The lines from the start of the records through the one containing "pub mod models;" are to be restated word for word; please include both ends.

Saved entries

===============

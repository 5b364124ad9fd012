//! Core shared types for shardplane
//!
//! This crate contains the data model, error taxonomy, metadata key layout
//! and the collaborator traits (metadata store and blob storage) shared by
//! the shardplane server and anything embedding it.

pub mod error;
pub mod keys;
pub mod maindb;
pub mod models;
pub mod storage;

pub use error::{ClusterError, MaindbError, StorageError};
pub use maindb::{Driver, Transaction};
pub use models::*;
pub use storage::Storage;
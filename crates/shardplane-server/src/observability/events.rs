//! Structured Events
//!
//! Lifecycle events with an `event_type` field and consistent field names.
//!
//! Event types:
//! - `node_joined` / `node_updated` / `node_departed` - registry changes
//! - `membership_anomaly` - more than one node removed in a single pass
//! - `shard_created` - a logical shard and its replicas exist
//! - `shard_rollback` - replicas of a failed creation attempt were undone
//! - `kb_purged` / `kb_storage_purged` - deletion intent progressed
//! - `orphan_shard_purged` - a replica unknown to metadata was deleted

use tracing::{info, warn};

pub fn node_joined(node_id: &str, address: &str, primary_id: Option<&str>) {
    info!(
        event_type = "node_joined",
        node_id = %node_id,
        address = %address,
        primary_id = ?primary_id,
        "Index node joined"
    );
}

pub fn node_updated(node_id: &str, address: &str, shard_count: u64) {
    info!(
        event_type = "node_updated",
        node_id = %node_id,
        address = %address,
        shard_count = shard_count,
        "Index node updated"
    );
}

pub fn node_departed(node_id: &str) {
    warn!(
        event_type = "node_departed",
        node_id = %node_id,
        "Index node departed"
    );
}

/// Shards on the removed nodes are not re-replicated.
pub fn membership_anomaly(removed: &[String]) {
    warn!(
        event_type = "membership_anomaly",
        removed_count = removed.len(),
        removed = ?removed,
        "More than one index node removed in a single reconciliation pass"
    );
}

pub fn shard_created(kbid: &str, shard_id: &str, nodes: &[String]) {
    info!(
        event_type = "shard_created",
        kbid = %kbid,
        shard_id = %shard_id,
        nodes = ?nodes,
        "Shard created"
    );
}

pub fn shard_rollback(kbid: &str, shard_id: &str, replicas: usize) {
    warn!(
        event_type = "shard_rollback",
        kbid = %kbid,
        shard_id = %shard_id,
        replicas = replicas,
        "Rolled back replicas of failed shard creation"
    );
}

pub fn kb_purged(kbid: &str) {
    info!(event_type = "kb_purged", kbid = %kbid, "Knowledge box metadata purged");
}

pub fn kb_storage_purged(kbid: &str) {
    info!(
        event_type = "kb_storage_purged",
        kbid = %kbid,
        "Knowledge box storage purged"
    );
}

pub fn orphan_shard_purged(shard_id: &str, node_id: &str) {
    info!(
        event_type = "orphan_shard_purged",
        shard_id = %shard_id,
        node_id = %node_id,
        "Orphan shard deleted"
    );
}

#[cfg(test)]
mod tests {
    use super::*;

    #[test]
    fn test_event_functions_dont_panic() {
        node_joined("node-1", "10.0.0.1:10009", None);
        node_updated("node-1", "10.0.0.1:10009", 4);
        node_departed("node-1");
        membership_anomaly(&["node-1".to_string(), "node-2".to_string()]);
        shard_created("kb", "shard-1", &["node-1".to_string()]);
        shard_rollback("kb", "shard-1", 1);
        kb_purged("kb");
        kb_storage_purged("kb");
        orphan_shard_purged("shard-1", "node-1");
    }
}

===============

__Exercise response__
repository 5b364124ad9fd012
//! Core shared types for shardplane
//!
//! This crate contains the data model, error taxonomy, metadata key layout
//! and the collaborator traits (metadata store and blob storage) shared by
//! the shardplane server and anything embedding it.

pub mod error;
pub mod keys;
pub mod maindb;
pub mod models;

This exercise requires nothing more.